Work instruction » From the line containing "let log_sqrt10001 = log_2.wrapping_mul(SQRT_10001);" through the last line of the entries below, repeat each line word for word and leave out the rest.

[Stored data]
use crate::error::StateError;
use crate::math::bit_math::most_significant_bit;
use crate::{U256_127, U256_128};
use alloy_primitives::{I256, U256};

pub const MIN_TICK: i32 = -887272;
pub const MAX_TICK: i32 = -MIN_TICK;

/// `get_sqrt_ratio_at_tick(MIN_TICK)`.
pub const MIN_SQRT_RATIO: U256 = U256::from_limbs([4295128739, 0, 0, 0]);
/// `get_sqrt_ratio_at_tick(MAX_TICK)`; prices must stay strictly below it.
pub const MAX_SQRT_RATIO: U256 =
    U256::from_limbs([6743328256752651558, 17280870778742802505, 4294805859, 0]);

/// `log_sqrt(1.0001)` in Q128 and the error bounds used to pick between
/// two candidate ticks.
pub const SQRT_10001: I256 = I256::from_raw(U256::from_limbs([11745905768312294533, 13863, 0, 0]));
pub const TICK_LOW: I256 = I256::from_raw(U256::from_limbs([
    6552757943157144234,
    184476617836266586,
    0,
    0,
]));
pub const TICK_HIGH: I256 = I256::from_raw(U256::from_limbs([
    4998474450511881007,
    15793544031827761793,
    0,
    0,
]));

const Q128_SHIFT: usize = 128;

/// `2^128 / sqrt(1.0001^(2^i))` for the tick bits above bit 0.
const TICK_BIT_FACTORS: [(u32, U256); 19] = [
    (1 << 1, U256::from_limbs([6459403834229662010, 18444899583751176498, 0, 0])),
    (1 << 2, U256::from_limbs([17226890335427755468, 18443055278223354162, 0, 0])),
    (1 << 3, U256::from_limbs([2032852871939366096, 18439367220385604838, 0, 0])),
    (1 << 4, U256::from_limbs([14545316742740207172, 18431993317065449817, 0, 0])),
    (1 << 5, U256::from_limbs([5129152022828963008, 18417254355718160513, 0, 0])),
    (1 << 6, U256::from_limbs([4894419605888772193, 18387811781193591352, 0, 0])),
    (1 << 7, U256::from_limbs([1280255884321894483, 18329067761203520168, 0, 0])),
    (1 << 8, U256::from_limbs([15924666964335305636, 18212142134806087854, 0, 0])),
    (1 << 9, U256::from_limbs([8010504389359918676, 17980523815641551639, 0, 0])),
    (1 << 10, U256::from_limbs([10668036004952895731, 17526086738831147013, 0, 0])),
    (1 << 11, U256::from_limbs([4878133418470705625, 16651378430235024244, 0, 0])),
    (1 << 12, U256::from_limbs([9537173718739605541, 15030750278693429944, 0, 0])),
    (1 << 13, U256::from_limbs([9972618978014552549, 12247334978882834399, 0, 0])),
    (1 << 14, U256::from_limbs([10428997489610666743, 8131365268884726200, 0, 0])),
    (1 << 15, U256::from_limbs([9305304367709015974, 3584323654723342297, 0, 0])),
    (1 << 16, U256::from_limbs([14301143598189091785, 696457651847595233, 0, 0])),
    (1 << 17, U256::from_limbs([7393154844743099908, 26294789957452057, 0, 0])),
    (1 << 18, U256::from_limbs([2209338891292245656, 37481735321082, 0, 0])),
    (1 << 19, U256::from_limbs([10518117631919034274, 76158723, 0, 0])),
];

/// `sqrt(1.0001^tick) * 2^96`, rounded up so that
/// `get_tick_at_sqrt_ratio(get_sqrt_ratio_at_tick(t)) == t`.
///
/// Fails with [`StateError::InvalidTick`] outside `[MIN_TICK, MAX_TICK]`.
pub fn get_sqrt_ratio_at_tick(tick: i32) -> Result<U256, StateError> {
    let abs_tick = tick.unsigned_abs();
    if abs_tick > MAX_TICK as u32 {
        return Err(StateError::InvalidTick(tick));
    }

    // Q128 ratio for negative ticks, inverted at the end for positive ones
    let mut ratio = if abs_tick & 1 != 0 {
        U256::from_limbs([12262481743371124737, 18445821805675392311, 0, 0])
    } else {
        U256::from_limbs([0, 0, 1, 0])
    };
    for (bit, factor) in TICK_BIT_FACTORS {
        if abs_tick & bit != 0 {
            ratio = ratio.wrapping_mul(factor) >> Q128_SHIFT;
        }
    }
    if tick > 0 {
        ratio = U256::MAX / ratio;
    }

    // Q128 -> Q96, rounding up
    let truncated = ratio.as_limbs()[0] & u64::from(u32::MAX) != 0;
    Ok((ratio >> 32usize) + U256::from(truncated as u8))
}

/// Greatest tick whose sqrt ratio is at or below `sqrt_price_x96`.
///
/// Accepts `[MIN_SQRT_RATIO, MAX_SQRT_RATIO)`; anything else is
/// [`StateError::SqrtPriceOutOfBounds`].
pub fn get_tick_at_sqrt_ratio(sqrt_price_x96: U256) -> Result<i32, StateError> {
    if sqrt_price_x96 < MIN_SQRT_RATIO || sqrt_price_x96 >= MAX_SQRT_RATIO {
        return Err(StateError::SqrtPriceOutOfBounds);
    }

    let ratio = sqrt_price_x96 << 32usize;
    let msb = most_significant_bit(ratio).map_err(|_| StateError::SqrtPriceIsZero)? as usize;

    // normalize the mantissa to [2^127, 2^128)
    let mut mantissa = if msb >= 128 {
        ratio >> (msb - 127)
    } else {
        ratio << (127 - msb)
    };
    let mut log_2: I256 =
        (I256::from_raw(U256::from(msb)) - I256::from_raw(U256_128)) << 64usize;

    // fractional bits of log2 by repeated squaring
    for bit in (50..64usize).rev() {
        mantissa = mantissa.overflowing_mul(mantissa).0 >> U256_127;
        let carry = mantissa >> Q128_SHIFT;
        log_2 |= I256::from_raw(carry << bit);
        mantissa >>= carry;
    }

    let log_sqrt10001 = log_2.wrapping_mul(SQRT_10001);
    let tick_low = ((log_sqrt10001 - TICK_LOW) >> Q128_SHIFT).low_i32();
    let tick_high = ((log_sqrt10001 + TICK_HIGH) >> Q128_SHIFT).low_i32();

    Ok(if tick_low == tick_high {
        tick_low
    } else if get_sqrt_ratio_at_tick(tick_high)? <= sqrt_price_x96 {
        tick_high
    } else {
        tick_low
    })
}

Task result »
    let log_sqrt10001 = log_2.wrapping_mul(SQRT_10001);
    let tick_low = ((log_sqrt10001 - TICK_LOW) >> Q128_SHIFT).low_i32();
    let tick_high = ((log_sqrt10001 + TICK_HIGH) >> Q128_SHIFT).low_i32();

    Ok(if tick_low == tick_high {
        tick_low
    } else if get_sqrt_ratio_at_tick(tick_high)? <= sqrt_price_x96 {
        tick_high
    } else {
        tick_low
    })
}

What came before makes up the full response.